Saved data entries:
== Segment start ==
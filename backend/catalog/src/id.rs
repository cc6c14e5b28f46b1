use std::{fmt, str::FromStr};

use serde::{Deserialize, Serialize};
use thiserror::Error;
use uuid::Uuid;

#[derive(Error, Debug, Clone, PartialEq, Eq)]
#[error("Malformed id: {0}")]
pub struct InvalidId(pub String);

/// Primary key of every stored document except user profiles.
#[derive(Debug, Clone, Copy, PartialEq, Eq, Hash, PartialOrd, Ord, Serialize, Deserialize)]
#[serde(transparent)]
pub struct DocumentId(Uuid);

impl DocumentId {
    pub fn new() -> Self {
        Self(Uuid::new_v4())
    }
}

impl Default for DocumentId {
    fn default() -> Self {
        Self::new()
    }
}

impl FromStr for DocumentId {
    type Err = InvalidId;

    fn from_str(s: &str) -> Result<Self, Self::Err> {
        Uuid::parse_str(s.trim())
            .map(Self)
            .map_err(|_| InvalidId(s.to_string()))
    }
}

impl fmt::Display for DocumentId {
    fn fmt(&self, f: &mut fmt::Formatter<'_>) -> fmt::Result {
        write!(f, "{}", self.0.hyphenated())
    }
}
//! # Payloads
//!
//! Request bodies as they arrive over the wire. Every field is optional here so
//! that a missing field is reported as a validation message instead of a parse
//! failure. The `into_*` constructors turn a payload into a stored document.
use chrono::{DateTime, NaiveDate, Utc};
use serde::{Deserialize, Serialize};

use crate::{
    id::{DocumentId, InvalidId},
    models::{Admission, College, ResearchPaper, Review, User},
    validation::{
        COMMENT_MAX_CHARS, REVIEW_RATING_RANGE, ValidationError, Validator, comment_length,
        normalize_email, trimmed,
    },
};

pub const DEFAULT_USER_NAME: &str = "User";
pub const NOT_SPECIFIED: &str = "Not specified";

#[derive(Debug, Clone, Default, Serialize, Deserialize)]
#[serde(rename_all = "camelCase", default)]
pub struct NewAdmission {
    pub candidate_name: Option<String>,
    pub subject: Option<String>,
    pub email: Option<String>,
    pub phone: Option<String>,
    pub address: Option<String>,
    pub dob: Option<String>,
    pub image: Option<String>,
    pub college_id: Option<String>,
}

impl NewAdmission {
    pub fn into_admission(self, now: DateTime<Utc>) -> Result<Admission, ValidationError> {
        let mut v = Validator::default();

        let candidate_name = v.required(self.candidate_name, "Candidate name is required");
        let subject = v.required(self.subject, "Subject is required");
        let email = normalize_email(&v.required(self.email, "Email is required"));
        let phone = v.required(self.phone, "Phone number is required");
        let address = v.required(self.address, "Address is required");
        let dob = v.required(self.dob, "Date of birth is required");
        let image = v.required(self.image, "Candidate image is required");
        let college_id = v.college_id(self.college_id);

        let college_id = v.finish(college_id)?;

        Ok(Admission {
            id: DocumentId::new(),
            candidate_name,
            subject,
            email,
            phone,
            address,
            dob,
            image,
            college_id,
            created_at: now,
            updated_at: now,
        })
    }
}

#[derive(Debug, Clone, Default, Serialize, Deserialize)]
#[serde(rename_all = "camelCase", default)]
pub struct NewReview {
    pub college_id: Option<String>,
    pub user_email: Option<String>,
    pub rating: Option<i64>,
    pub comment: Option<String>,
}

impl NewReview {
    pub fn into_review(self, now: DateTime<Utc>) -> Result<Review, ValidationError> {
        // Range is checked ahead of the schema and reported on its own.
        if let Some(rating) = self.rating {
            if !(1..=5).contains(&rating) {
                return Err(ValidationError::single(REVIEW_RATING_RANGE));
            }
        }

        let mut v = Validator::default();

        let college_id = v.college_id(self.college_id);
        let user_email = normalize_email(&v.required(self.user_email, "User email is required"));
        let rating = v.present(
            self.rating.and_then(|r| u8::try_from(r).ok()),
            "Rating is required",
        );
        let comment = v.required(self.comment, "Comment is required");
        v.check(
            comment_length(&comment) <= COMMENT_MAX_CHARS,
            "Comment cannot exceed 500 characters",
        );

        let (college_id, rating) = v.finish(college_id.zip(rating))?;

        Ok(Review {
            id: DocumentId::new(),
            college_id,
            user_email,
            rating,
            comment,
            created_at: now,
            updated_at: now,
        })
    }
}

#[derive(Debug, Clone, Default, Serialize, Deserialize)]
#[serde(rename_all = "camelCase", default)]
pub struct NewPaper {
    pub college_id: Option<String>,
    pub title: Option<String>,
    pub authors: Option<Vec<String>>,
    #[serde(rename = "abstract")]
    pub summary: Option<String>,
    pub link: Option<String>,
    pub category: Option<String>,
    /// RFC 3339 timestamp or `YYYY-MM-DD`.
    pub publish_date: Option<String>,
    pub citations: Option<i64>,
}

impl NewPaper {
    pub fn into_paper(self, now: DateTime<Utc>) -> Result<ResearchPaper, ValidationError> {
        let mut v = Validator::default();

        let college_id = v.college_id(self.college_id);
        let title = v.required(self.title, "Paper title is required");
        let authors = self
            .authors
            .unwrap_or_default()
            .into_iter()
            .filter_map(|author| trimmed(Some(author)))
            .collect();
        let summary = trimmed(self.summary);
        let link = v.required(self.link, "Paper link is required");
        let category = v.required(self.category, "Category is required");

        let publish_date = match trimmed(self.publish_date) {
            None => Some(now),
            Some(raw) => v.present(parse_publish_date(&raw), "Publish date is invalid"),
        };
        let citations = v.present(
            u32::try_from(self.citations.unwrap_or(0)).ok(),
            "Citations cannot be negative",
        );

        let ((college_id, publish_date), citations) =
            v.finish(college_id.zip(publish_date).zip(citations))?;

        Ok(ResearchPaper {
            id: DocumentId::new(),
            college_id,
            title,
            authors,
            summary,
            link,
            category,
            publish_date,
            citations,
            created_at: now,
            updated_at: now,
        })
    }
}

pub fn parse_publish_date(raw: &str) -> Option<DateTime<Utc>> {
    DateTime::parse_from_rfc3339(raw)
        .map(|date| date.with_timezone(&Utc))
        .ok()
        .or_else(|| {
            NaiveDate::parse_from_str(raw, "%Y-%m-%d")
                .ok()
                .and_then(|date| date.and_hms_opt(0, 0, 0))
                .map(|date| date.and_utc())
        })
}

/// Seed-time college record.
#[derive(Debug, Clone, Default, Serialize, Deserialize)]
#[serde(rename_all = "camelCase", default)]
pub struct NewCollege {
    pub name: Option<String>,
    pub image: Option<String>,
    pub rating: Option<f64>,
    pub admission_date: Option<String>,
    pub events: Vec<String>,
    pub research_count: Option<i64>,
    pub sports: Vec<String>,
    pub gallery: Vec<String>,
}

impl NewCollege {
    pub fn into_college(self, now: DateTime<Utc>) -> Result<College, ValidationError> {
        let mut v = Validator::default();

        let name = v.required(self.name, "College name is required");
        let image = v.required(self.image, "College image is required");
        let rating = self.rating.unwrap_or(0.0);
        v.check(
            (0.0..=5.0).contains(&rating),
            "Rating must be between 0 and 5",
        );
        let admission_date = v.required(self.admission_date, "Admission date is required");
        let research_count = v.present(
            u32::try_from(self.research_count.unwrap_or(0)).ok(),
            "Research count cannot be negative",
        );

        let research_count = v.finish(research_count)?;

        Ok(College {
            id: DocumentId::new(),
            name,
            image,
            rating,
            admission_date,
            events: trim_all(self.events),
            research_count,
            sports: trim_all(self.sports),
            gallery: self.gallery,
            created_at: now,
            updated_at: now,
        })
    }
}

fn trim_all(values: Vec<String>) -> Vec<String> {
    values
        .into_iter()
        .filter_map(|value| trimmed(Some(value)))
        .collect()
}

/// Partial profile write. Absent fields are left untouched.
#[derive(Debug, Clone, Default, PartialEq, Eq, Serialize, Deserialize)]
#[serde(default)]
pub struct UserUpdate {
    #[serde(skip_serializing_if = "Option::is_none")]
    pub name: Option<String>,
    #[serde(skip_serializing_if = "Option::is_none")]
    pub email: Option<String>,
    #[serde(skip_serializing_if = "Option::is_none")]
    pub university: Option<String>,
    #[serde(skip_serializing_if = "Option::is_none")]
    pub address: Option<String>,
}

impl UserUpdate {
    /// The profile key is fixed; a body email may only restate it.
    pub fn ensure_key(&self, key: &str) -> Result<(), ValidationError> {
        match &self.email {
            Some(email) if normalize_email(email) != key => {
                Err(ValidationError::single("Email cannot be changed"))
            }
            _ => Ok(()),
        }
    }

    pub fn create(self, key: String, now: DateTime<Utc>) -> User {
        User {
            id: DocumentId::new(),
            name: trimmed(self.name).unwrap_or_else(|| DEFAULT_USER_NAME.to_string()),
            email: key,
            university: trimmed(self.university).unwrap_or_else(|| NOT_SPECIFIED.to_string()),
            address: trimmed(self.address).unwrap_or_else(|| NOT_SPECIFIED.to_string()),
            created_at: now,
            updated_at: now,
        }
    }

    pub fn apply(self, user: &mut User, now: DateTime<Utc>) {
        if let Some(name) = self.name {
            user.name = name.trim().to_string();
        }
        if let Some(university) = self.university {
            user.university = university.trim().to_string();
        }
        if let Some(address) = self.address {
            user.address = address.trim().to_string();
        }

        user.updated_at = now;
    }
}

/// Query string of the paper listing. Empty parameters count as absent.
#[derive(Debug, Clone, Default, Serialize, Deserialize)]
#[serde(default)]
pub struct PaperFilter {
    #[serde(skip_serializing_if = "Option::is_none")]
    pub category: Option<String>,
    #[serde(skip_serializing_if = "Option::is_none")]
    pub college: Option<String>,
}

impl PaperFilter {
    pub fn category(&self) -> Option<&str> {
        self.category
            .as_deref()
            .map(str::trim)
            .filter(|c| !c.is_empty())
    }

    pub fn college(&self) -> Result<Option<DocumentId>, InvalidId> {
        match self.college.as_deref().map(str::trim) {
            None | Some("") => Ok(None),
            Some(raw) => raw.parse().map(Some),
        }
    }
}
== Segment end ==
**THE TASK:** Exactly as written, please reproduce the lines from the first line of the data to the line containing "except user profiles.", inclusive, and nothing else.

**SOLUTION TO THIS PROBLEM:**
filename backend/catalog/src/id.rs
repository cc6c14e5b28f46b1
use std::{fmt, str::FromStr};

use serde::{Deserialize, Serialize};
use thiserror::Error;
use uuid::Uuid;

#[derive(Error, Debug, Clone, PartialEq, Eq)]
#[error("Malformed id: {0}")]
pub struct InvalidId(pub String);

/// Primary key of every stored document except user profiles.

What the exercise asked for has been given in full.